Using the data below, return the stretch from the line that contains "failed the request" through the line that contains "cannot move from", both included, exactly as it stands and nothing beyond it.
******************************
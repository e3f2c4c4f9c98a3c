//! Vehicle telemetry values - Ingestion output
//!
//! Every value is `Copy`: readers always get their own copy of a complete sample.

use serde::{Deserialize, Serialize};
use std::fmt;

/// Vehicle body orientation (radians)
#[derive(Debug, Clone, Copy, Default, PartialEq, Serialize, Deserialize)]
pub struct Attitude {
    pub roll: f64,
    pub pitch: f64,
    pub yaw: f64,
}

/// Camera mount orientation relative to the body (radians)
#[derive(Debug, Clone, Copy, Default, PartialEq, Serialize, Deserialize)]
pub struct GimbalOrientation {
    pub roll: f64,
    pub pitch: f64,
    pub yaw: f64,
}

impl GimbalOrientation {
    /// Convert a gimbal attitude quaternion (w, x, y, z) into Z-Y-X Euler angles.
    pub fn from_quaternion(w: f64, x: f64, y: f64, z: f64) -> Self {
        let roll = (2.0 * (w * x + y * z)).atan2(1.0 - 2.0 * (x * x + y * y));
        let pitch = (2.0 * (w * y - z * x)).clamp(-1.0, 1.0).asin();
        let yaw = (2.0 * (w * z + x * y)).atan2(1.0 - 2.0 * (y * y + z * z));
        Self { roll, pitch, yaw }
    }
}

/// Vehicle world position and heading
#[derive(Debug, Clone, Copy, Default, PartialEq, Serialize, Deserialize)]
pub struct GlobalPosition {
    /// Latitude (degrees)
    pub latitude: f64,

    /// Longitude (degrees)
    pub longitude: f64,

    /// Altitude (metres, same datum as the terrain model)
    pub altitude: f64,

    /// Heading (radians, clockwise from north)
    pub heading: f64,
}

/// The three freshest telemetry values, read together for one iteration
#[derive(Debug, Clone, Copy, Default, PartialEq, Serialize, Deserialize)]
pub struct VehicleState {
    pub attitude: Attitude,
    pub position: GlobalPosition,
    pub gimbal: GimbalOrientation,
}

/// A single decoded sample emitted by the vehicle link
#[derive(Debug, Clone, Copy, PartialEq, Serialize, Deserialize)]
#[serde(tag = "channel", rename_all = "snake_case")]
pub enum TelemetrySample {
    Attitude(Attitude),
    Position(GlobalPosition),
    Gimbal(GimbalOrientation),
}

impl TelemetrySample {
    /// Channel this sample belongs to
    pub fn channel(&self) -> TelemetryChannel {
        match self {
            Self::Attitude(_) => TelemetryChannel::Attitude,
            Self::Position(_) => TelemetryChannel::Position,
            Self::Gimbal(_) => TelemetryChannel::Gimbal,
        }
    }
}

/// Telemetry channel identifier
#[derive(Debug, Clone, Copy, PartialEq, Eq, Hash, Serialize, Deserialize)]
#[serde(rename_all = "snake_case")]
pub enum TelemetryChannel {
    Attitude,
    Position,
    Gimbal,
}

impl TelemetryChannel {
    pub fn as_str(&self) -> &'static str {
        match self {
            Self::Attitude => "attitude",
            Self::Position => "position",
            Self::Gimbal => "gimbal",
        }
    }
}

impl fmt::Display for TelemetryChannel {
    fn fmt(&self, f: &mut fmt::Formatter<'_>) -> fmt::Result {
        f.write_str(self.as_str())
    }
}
******************************
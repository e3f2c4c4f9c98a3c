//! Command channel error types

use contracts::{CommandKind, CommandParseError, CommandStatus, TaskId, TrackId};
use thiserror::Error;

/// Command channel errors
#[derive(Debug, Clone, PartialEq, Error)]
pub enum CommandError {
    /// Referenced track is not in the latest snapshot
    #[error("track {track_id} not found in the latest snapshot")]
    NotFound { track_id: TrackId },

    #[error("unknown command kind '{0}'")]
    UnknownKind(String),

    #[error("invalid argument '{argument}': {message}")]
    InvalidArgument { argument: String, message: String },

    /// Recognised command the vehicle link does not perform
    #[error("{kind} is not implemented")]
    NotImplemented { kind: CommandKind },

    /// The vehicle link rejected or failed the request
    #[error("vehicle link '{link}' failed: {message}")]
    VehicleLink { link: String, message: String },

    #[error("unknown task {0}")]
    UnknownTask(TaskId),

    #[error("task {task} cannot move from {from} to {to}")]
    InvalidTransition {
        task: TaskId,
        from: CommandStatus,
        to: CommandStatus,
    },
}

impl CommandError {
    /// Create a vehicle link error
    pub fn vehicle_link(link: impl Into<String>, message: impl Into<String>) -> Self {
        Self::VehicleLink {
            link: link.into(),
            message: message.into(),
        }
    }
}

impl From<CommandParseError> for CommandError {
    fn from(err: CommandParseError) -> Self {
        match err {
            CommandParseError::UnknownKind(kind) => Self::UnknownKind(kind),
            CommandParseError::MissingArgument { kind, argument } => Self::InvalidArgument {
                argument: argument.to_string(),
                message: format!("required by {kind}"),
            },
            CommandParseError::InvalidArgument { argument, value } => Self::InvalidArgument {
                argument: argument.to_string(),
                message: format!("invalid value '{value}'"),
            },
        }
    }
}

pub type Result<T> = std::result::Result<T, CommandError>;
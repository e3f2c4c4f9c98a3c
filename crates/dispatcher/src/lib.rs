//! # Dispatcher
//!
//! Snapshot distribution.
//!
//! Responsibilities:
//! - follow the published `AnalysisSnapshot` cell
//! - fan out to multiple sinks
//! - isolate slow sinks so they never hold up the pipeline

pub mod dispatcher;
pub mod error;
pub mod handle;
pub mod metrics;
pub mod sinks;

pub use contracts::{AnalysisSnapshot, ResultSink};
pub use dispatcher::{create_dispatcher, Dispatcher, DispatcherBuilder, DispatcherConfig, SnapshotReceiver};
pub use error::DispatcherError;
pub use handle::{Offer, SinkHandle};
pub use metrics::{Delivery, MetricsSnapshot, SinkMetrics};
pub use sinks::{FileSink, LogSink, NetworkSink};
******************************
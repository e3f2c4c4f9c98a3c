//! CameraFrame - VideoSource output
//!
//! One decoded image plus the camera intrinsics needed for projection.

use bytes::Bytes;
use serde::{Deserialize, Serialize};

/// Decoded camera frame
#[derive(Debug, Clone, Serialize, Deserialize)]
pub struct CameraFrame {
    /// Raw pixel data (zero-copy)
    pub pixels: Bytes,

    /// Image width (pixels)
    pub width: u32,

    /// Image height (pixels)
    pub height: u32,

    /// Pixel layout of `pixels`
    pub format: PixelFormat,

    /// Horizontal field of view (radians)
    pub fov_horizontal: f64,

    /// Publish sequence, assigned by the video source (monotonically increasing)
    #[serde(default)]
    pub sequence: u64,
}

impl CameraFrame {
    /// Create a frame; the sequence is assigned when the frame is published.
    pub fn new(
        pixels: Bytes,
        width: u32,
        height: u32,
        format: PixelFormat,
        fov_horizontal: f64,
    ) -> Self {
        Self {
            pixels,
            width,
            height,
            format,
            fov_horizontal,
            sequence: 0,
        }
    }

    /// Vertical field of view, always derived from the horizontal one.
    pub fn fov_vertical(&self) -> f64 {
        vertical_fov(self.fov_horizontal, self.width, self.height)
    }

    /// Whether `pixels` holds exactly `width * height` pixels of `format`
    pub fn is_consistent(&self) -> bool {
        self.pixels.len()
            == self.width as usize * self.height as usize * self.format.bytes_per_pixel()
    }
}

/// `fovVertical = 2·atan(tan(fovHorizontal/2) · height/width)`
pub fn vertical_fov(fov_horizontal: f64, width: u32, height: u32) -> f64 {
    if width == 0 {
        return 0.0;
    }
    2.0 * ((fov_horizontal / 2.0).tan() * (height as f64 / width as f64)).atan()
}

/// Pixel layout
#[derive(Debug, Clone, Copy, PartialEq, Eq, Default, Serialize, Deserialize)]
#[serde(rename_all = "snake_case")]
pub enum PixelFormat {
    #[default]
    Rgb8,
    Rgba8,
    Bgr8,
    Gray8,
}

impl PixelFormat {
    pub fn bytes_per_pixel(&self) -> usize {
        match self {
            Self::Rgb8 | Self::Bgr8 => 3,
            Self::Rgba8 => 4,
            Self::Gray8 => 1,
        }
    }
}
******************************
(SOLUTION BELOW):
    /// The vehicle link rejected or failed the request
    #[error("vehicle link '{link}' failed: {message}")]
    VehicleLink { link: String, message: String },

    #[error("unknown task {0}")]
    UnknownTask(TaskId),

    #[error("task {task} cannot move from {from} to {to}")]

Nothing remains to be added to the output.